One bias explains most of the noise in this entire topic: men over-report. Hand the ruler to the subject and the averages drift up by roughly an inch versus what clinicians find in the same population.

It’s rarely flat-out lying. People round up. They catch a flattering angle, press the ruler in a touch, measure on a good day and call it typical. Multiply that across thousands of survey respondents and you get datasets that float systematically above reality. That’s exactly why Veale’s clinician-measured 13.12 cm beats the larger, rosier figures bouncing around app surveys and magazine polls.

It also explains how a trends analysis goes off the rails. If older studies in the pool happened to be clinician-measured and newer ones leaned on self-report, you’d see “growth” over time that’s really just a slide toward a more flattering method. The increase lives in the reporting, not the anatomy. When you measure yourself, do it the clinic way — how to measure shows the exact method so your number actually means something. And if you’re shopping by fit, the same honesty applies to condoms.

What “latest” should actually mean to you

Forget the calendar. The best thing recent coverage can do isn’t hand you a bigger average. It’s help you place yourself honestly against a reliable one.

Here’s the real signal. Average erect length, clinician-measured: 13.12 cm / 5.16 in. Average erect girth: 11.66 cm / 4.59 in. About 90% of men sit between roughly 4.1 and 6.3 inches erect. Below the mean? You’ve got plenty of company — by definition nearly half of all men do, and the distribution is bunched tight in the middle. There’s no fast-moving frontier leaving you behind. The size chart lays the whole spread out visually if you want to see exactly where you land.

One nuance trips people up constantly: the “average” you read is usually a mean, and the mean and the median can tell slightly different stories depending on a sample’s shape. Small distinction, big tell — it’s what separates a careful source from a careless one, and another reason to side-eye any study waving one dramatic figure.

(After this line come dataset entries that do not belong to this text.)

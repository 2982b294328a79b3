//! Error types for ccm-fs

use std::path::PathBuf;

/// Result type for ccm-fs operations
pub type Result<T> = std::result::Result<T, Error>;

/// Errors that can occur in ccm-fs operations
#[derive(Debug, thiserror::Error)]
pub enum Error {
    #[error("I/O error at {path}: {source}")]
    Io {
        path: PathBuf,
        #[source]
        source: std::io::Error,
    },

    #[error("Failed to copy {src} to {dest} after {attempts} attempt(s): {source}")]
    CopyFailed {
        src: PathBuf,
        dest: PathBuf,
        attempts: u32,
        #[source]
        source: std::io::Error,
    },

    #[error("Failed to parse {format} config at {path}: {message}")]
    ConfigParse {
        path: PathBuf,
        format: String,
        message: String,
    },

    #[error("Failed to serialize {format} config for {path}: {message}")]
    ConfigSerialize {
        path: PathBuf,
        format: String,
        message: String,
    },

    #[error("Unsupported config format: {extension}")]
    UnsupportedFormat { extension: String },

    #[error("Lock acquisition failed for {path}")]
    LockFailed { path: PathBuf },

    #[error("Could not determine a default workspace root")]
    NoDefaultRoot,
}

impl Error {
    pub fn io(path: impl Into<PathBuf>, source: std::io::Error) -> Self {
        Self::Io {
            path: path.into(),
            source,
        }
    }

    /// The path this error is attached to, if any.
    pub fn path(&self) -> Option<&std::path::Path> {
        match self {
            Self::Io { path, .. }
            | Self::ConfigParse { path, .. }
            | Self::ConfigSerialize { path, .. }
            | Self::LockFailed { path } => Some(path),
            Self::CopyFailed { src, .. } => Some(src),
            Self::UnsupportedFormat { .. } | Self::NoDefaultRoot => None,
        }
    }
}
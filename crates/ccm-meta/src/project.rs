//! Project metadata store
//!
//! A project links one or more registered CLIs. Each link records the
//! install path (and additional paths) the CLI had when it was linked, and
//! owns a working-copy directory named after the CLI key.

use std::fs;
use std::path::PathBuf;

use ccm_fs::{ConfigStore, WorkspaceLayout, io};

use crate::clock;
use crate::validation::validate_project_name;
use crate::{CaseInsensitiveMap, Error, LinkedCli, ProjectMeta, ResolvedCli, Result, Settings};

/// CRUD over `Projects/<name>/project.json`.
#[derive(Debug, Clone)]
pub struct ProjectStore {
    layout: WorkspaceLayout,
    store: ConfigStore,
}

impl ProjectStore {
    pub fn new(layout: WorkspaceLayout) -> Self {
        Self {
            layout,
            store: ConfigStore::new(),
        }
    }

    pub fn layout(&self) -> &WorkspaceLayout {
        &self.layout
    }

    /// Names of all project directories, sorted.
    pub fn list(&self) -> Result<Vec<String>> {
        let dir = self.layout.projects_dir().to_native();
        let entries = match fs::read_dir(&dir) {
            Ok(entries) => entries,
            Err(e) if e.kind() == std::io::ErrorKind::NotFound => return Ok(Vec::new()),
            Err(e) => return Err(ccm_fs::Error::io(&dir, e).into()),
        };

        let mut names: Vec<String> = entries
            .flatten()
            .filter(|entry| entry.file_type().map(|t| t.is_dir()).unwrap_or(false))
            .map(|entry| entry.file_name().to_string_lossy().into_owned())
            .collect();
        names.sort();
        Ok(names)
    }

    /// Whether a project of this name exists, ignoring case.
    pub fn exists(&self, name: &str) -> Result<bool> {
        let wanted = name.to_lowercase();
        Ok(self.list()?.iter().any(|p| p.to_lowercase() == wanted))
    }

    /// Metadata of a project, or `None` if it is missing or unreadable.
    pub fn get_meta(&self, name: &str) -> Option<ProjectMeta> {
        self.store.load_optional(&self.layout.project_meta(name))
    }

    /// Metadata of a project, failing with [`Error::ProjectNotFound`].
    pub fn require(&self, name: &str) -> Result<ProjectMeta> {
        self.get_meta(name).ok_or_else(|| Error::ProjectNotFound {
            name: name.to_string(),
        })
    }

    /// Resolve a linked CLI by any casing of its key.
    pub fn resolve_cli(&self, project: &str, cli_name: &str) -> Result<ResolvedCli> {
        self.require(project)?
            .resolve_cli(cli_name)
            .ok_or_else(|| Error::CliNotLinked {
                project: project.to_string(),
                cli: cli_name.to_string(),
            })
    }

    /// Working-copy directory of a linked CLI.
    pub fn working_copy_path(&self, project: &str, cli_name: &str) -> Result<PathBuf> {
        let cli = self.resolve_cli(project, cli_name)?;
        Ok(self.layout.working_copy(project, &cli.cli_key).to_native())
    }

    /// Create a project linking the given registered CLIs.
    pub fn create(&self, name: &str, cli_names: &[String], settings: &Settings) -> Result<ProjectMeta> {
        validate_project_name(name)?;
        if self.exists(name)? {
            return Err(Error::AlreadyExists {
                kind: "Project",
                name: name.to_string(),
            });
        }

        let mut linked_clis = CaseInsensitiveMap::new();
        for cli_name in cli_names {
            let (key, linked) = Self::link_from_registry(cli_name, settings)?;
            linked_clis.insert(key, linked);
        }

        let backup = self.layout.backup_dir(name).to_native();
        fs::create_dir_all(&backup).map_err(|e| ccm_fs::Error::io(&backup, e))?;
        for key in linked_clis.keys() {
            self.create_working_copy_dir(name, key)?;
        }

        let meta = ProjectMeta {
            project_name: name.to_string(),
            created_time: clock::iso_utc8(clock::now_utc8()),
            linked_clis,
        };
        self.store.save(&self.layout.project_meta(name), &meta)?;
        tracing::info!(project = name, "Created project");
        Ok(meta)
    }

    /// Delete a project with its working copies and snapshots.
    pub fn delete(&self, name: &str) -> Result<()> {
        let dir = self.layout.project_dir(name).to_native();
        io::remove_dir_all_if_exists(&dir)?;
        Ok(())
    }

    /// Link a registered CLI to an existing project.
    pub fn link_cli(&self, project: &str, cli_name: &str, settings: &Settings) -> Result<()> {
        let mut meta = self.require(project)?;
        if let Some(existing) = meta.linked_clis.resolve_key(cli_name) {
            return Err(Error::AlreadyExists {
                kind: "Linked CLI",
                name: existing.to_string(),
            });
        }

        let (key, linked) = Self::link_from_registry(cli_name, settings)?;
        self.create_working_copy_dir(project, &key)?;
        meta.linked_clis.insert(key, linked);
        self.store.save(&self.layout.project_meta(project), &meta)?;
        Ok(())
    }

    /// Unlink a CLI, deleting its working copy but keeping snapshots.
    ///
    /// Returns whether the CLI was linked.
    pub fn unlink_cli(&self, project: &str, cli_name: &str) -> Result<bool> {
        let mut meta = self.require(project)?;
        let Some((key, _)) = meta.linked_clis.remove(cli_name) else {
            return Ok(false);
        };

        let working_copy = self.layout.working_copy(project, &key).to_native();
        io::remove_dir_all_if_exists(&working_copy)?;
        self.store.save(&self.layout.project_meta(project), &meta)?;
        Ok(true)
    }

    fn link_from_registry(cli_name: &str, settings: &Settings) -> Result<(String, LinkedCli)> {
        let (key, entry) = settings
            .cli_registry
            .get_key_value(cli_name)
            .ok_or_else(|| Error::CliNotRegistered {
                name: cli_name.to_string(),
            })?;
        Ok((
            key.to_string(),
            LinkedCli {
                install_path: entry.install_path.clone(),
                additional_paths: entry.additional_paths.clone(),
            },
        ))
    }

    fn create_working_copy_dir(&self, project: &str, cli_key: &str) -> Result<()> {
        let dir = self.layout.working_copy(project, cli_key).to_native();
        fs::create_dir_all(&dir).map_err(|e| ccm_fs::Error::io(&dir, e))?;
        Ok(())
    }
}
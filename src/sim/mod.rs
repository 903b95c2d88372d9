//! Deterministic simulation module
//!
//! All gameplay logic lives here. This module must stay pure:
//! - One logical step per display frame, no wall-clock reads
//! - Seeded RNG only (gameplay and cosmetics use separate streams)
//! - Stable iteration order (spawn order)
//! - No rendering or platform dependencies

pub mod clock;
pub mod collision;
pub mod effects;
pub mod level;
pub mod motion;
pub mod state;
pub mod tick;

pub use clock::{SimClock, Step};
pub use collision::{Resolution, first_contact, resolve};
pub use effects::{Debris, Effects, FloatingText, Half, Particle};
pub use level::{
    Color, CustomItem, InteractionMode, ItemDef, ItemFace, Language, LevelDescriptor, Mood,
    MusicTheme, SpawnPool, VisualTheme,
};
pub use motion::{CameraStatus, Frame, InputError, InputMode, MotionSampler, Trail, TrailSample};
pub use state::{
    GameEvent, GamePhase, GameState, RunState, StatsSnapshot, TallyEntry, Target, TargetKind,
    TargetStatus,
};
pub use tick::{LevelRules, TickInput, tick};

Reading new penis-size studies without getting played

When the next “shocking new study” makes the rounds — and it will — run it through a four-question filter before you let it rattle you.

First: were the men measured by a clinician, or did they report their own size? That one fact predicts most of the result. Second: is it new measurement, or old data pooled and re-analyzed? Pooled trend papers inherit every flaw of their sources. Third: how many subjects, and how were they recruited? A self-selected online sample skews differently than a clinical population. Fourth: does the conclusion match the careful body of work, or is it a lone outlier getting clicks precisely because it’s surprising?

Apply that filter and most viral findings deflate on contact. Veale 2015 passes all four, which is the unglamorous reason it endures. And the real question buried under all this anxious number-chasing isn’t whether the average shifted half a centimeter — it’s whether the number matters as much as you fear, and the evidence says it mostly doesn’t. We make the full case in does size matter, and what women prefer backs it up. Curious how the figure moves across your life? average size by age covers it.

The takeaway: the data is stable because the data is good. Don’t read the absence of a sensational annual update as a hole in the research. It’s the opposite.

FAQ

What is the average penis size in 2025? The most reliable figure is still Veale et al. 2015, based on 15,521 clinician-measured men: erect length averages 13.12 cm (5.16 in) and erect girth 11.66 cm (4.59 in). No 2025 or 2026 study has overturned it.

Are penises actually getting bigger? A 2023 trends analysis, widely reported but contested, claimed erect length rose about 24% over roughly 29 years — but it pooled studies with different populations and measurement methods, including self-report, which can fake a trend that isn’t real biological change. Treat it as an unconfirmed hypothesis, not established fact.

Why is there no big new study every year? Because the question was already answered well. A large, careful, clinician-measured review settled the averages, and human anatomy doesn’t drift year to year — so the lack of a dramatic annual update is a sign of trustworthy data, not stale research.